Extrazelluläre Signalableitung von Kardiomyozyten und genetisch modifizierten HEK 293-Zellen mit Feldeffekttransistoren und Mikroelektrodenarrays
Ecken, Holger (Corresponding author)
Institut für Bio- und Chemosensoren; ISG-2
Jülich Forschungszentrum Jülich GmbH Zentralbibliothek, Verlag 2002
127 p.
Essen, Univ., Diss., 2002
Book
Dissertation / PhD Thesis
Materialien, Prozesse und Bauelemente für die Mikro- und Nanoelektronik
Berichte des Forschungszentrums Jülich 4019
OpenAccess
Please use the identifier: http://hdl.handle.net/2128/266 in citations.

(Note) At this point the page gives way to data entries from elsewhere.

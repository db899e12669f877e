//! Review command: runs the built-in analyzers over a scope.

use std::fs;
use std::io::{self, Write};
use std::path::PathBuf;
use std::sync::Arc;
use std::time::Duration;

use anyhow::{Context, Result};
use chrono::Utc;
use clap::Parser;
use tokio_util::sync::CancellationToken;
use tracing::warn;

use crate::analyzer::builtin::builtin_registry;
use crate::config::EngineConfig;
use crate::data::{OutputFormat, Scope, ScopeRequest};
use crate::git::GitRepository;
use crate::report::render;
use crate::review::ReviewRunner;

/// Review command options.
#[derive(Parser)]
pub struct ReviewCommand {
    /// Scope to review: pr, worktree, diff, file or repo.
    #[arg(value_name = "SCOPE")]
    pub scope: Scope,

    /// PR number (e.g., 42 or #42), ref range (e.g., main..feature) or
    /// space/comma separated file list, depending on the scope.
    #[arg(value_name = "TARGET")]
    pub target: Option<String>,

    /// Glob restricting the reviewed paths; may be repeated.
    #[arg(long, value_name = "GLOB")]
    pub filter: Vec<String>,

    /// Output format: text (default), json, yaml.
    #[arg(long, default_value = "text")]
    pub format: String,

    /// Maximum number of analyzers running at once.
    #[arg(long)]
    pub concurrency: Option<usize>,

    /// Default per-analyzer timeout in milliseconds.
    #[arg(long, value_name = "MS")]
    pub timeout_ms: Option<u64>,

    /// Base ref pull requests are compared against (defaults to main).
    #[arg(long, value_name = "REF")]
    pub base: Option<String>,

    /// Repository to review (defaults to the current directory).
    #[arg(long, value_name = "PATH")]
    pub repo: Option<PathBuf>,

    /// Writes the report to a file instead of stdout.
    #[arg(long, value_name = "FILE")]
    pub output: Option<PathBuf>,
}

impl ReviewCommand {
    /// Executes the review and returns the recommendation's exit code.
    pub async fn execute(self) -> Result<i32> {
        let format: OutputFormat = self.format.parse().map_err(anyhow::Error::msg)?;
        let config = self.engine_config()?;

        let repo = match &self.repo {
            Some(path) => GitRepository::open_at(path)?,
            None => GitRepository::open()?,
        };
        let runner = ReviewRunner::new(Arc::new(repo), builtin_registry()?).with_config(config);

        let cancel = CancellationToken::new();
        let interrupt = {
            let cancel = cancel.clone();
            tokio::spawn(async move {
                if tokio::signal::ctrl_c().await.is_ok() {
                    warn!("Interrupt received, cancelling remaining analyzers");
                    cancel.cancel();
                }
            })
        };

        let result = runner.run_with_cancel(self.request(), &cancel).await;
        interrupt.abort();
        let report = result?.stamped(Utc::now());

        let rendered = render(&report, format)?;
        match &self.output {
            Some(path) => fs::write(path, &rendered)
                .with_context(|| format!("Failed to write report: {}", path.display()))?,
            None => {
                let mut stdout = io::stdout().lock();
                stdout
                    .write_all(rendered.as_bytes())
                    .and_then(|()| stdout.flush())
                    .context("Failed to write report to stdout")?;
            }
        }

        Ok(report.exit_code())
    }

    /// Builds the request from the positional arguments and filters.
    pub fn request(&self) -> ScopeRequest {
        let mut request = ScopeRequest::new(self.scope).with_filters(self.filter.iter().cloned());
        request.target = self.target.clone();
        request
    }

    /// Loads settings and applies command-line overrides.
    fn engine_config(&self) -> Result<EngineConfig> {
        let mut config = EngineConfig::load()?;
        if let Some(n) = self.concurrency {
            config = config.with_max_concurrency(n);
        }
        if let Some(ms) = self.timeout_ms {
            config = config.with_default_timeout(Duration::from_millis(ms));
        }
        if let Some(base) = &self.base {
            config = config.with_base_ref(base.clone());
        }
        Ok(config)
    }
}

The focus of this work was to investigate the bioelectronic interface between electrically active cells and microelectrode arrays or field-effect transistors. Therefore a successful coupling of the cells to the transducer systems, sufficiently sensitive measuring systems and a suitable experimental setup were necessary. For the analysis of the bioelectronic interface an electrophysiological setup was constructed and extended with an extracellular measuring system. This setup offers the possibility to analyze intra- and extracellular signals from cells at the same time. As cell systems, primarily cultured cardiac myocytes (heart muscle cells) of embryonic rats and the human embryonic kidney cell line HEK 293 were used. After approximately 2-4 days the cardiac myocytes formed "in vitro" a confluent cell layer (Syncytium), which showed spontaneous contractions. For the analysis of the signal distribution within such a cellular network, microelectrode arrays with 64 gold microelectrodes were fabricated using silicon planar technology. An already available measuring system for the microelectrodes was extended to 64 channels. To investigate the extracellular coupling of individual cells, single cell experiments were performed using genetically modified HEK 293-cells and field-effect transistors. The cells were modified by a stable transfection of a gene, coding for K$^{+}$-selektive ion channels. In this way the influence of K$^{+}$-ionic currents to the resulting extracellular signals has been specifically investigated. lt was found out that the different temporal influx of K$^{+}$-ions into the contact area between cell and field-effect transistor clearly affects the extracellular coupling.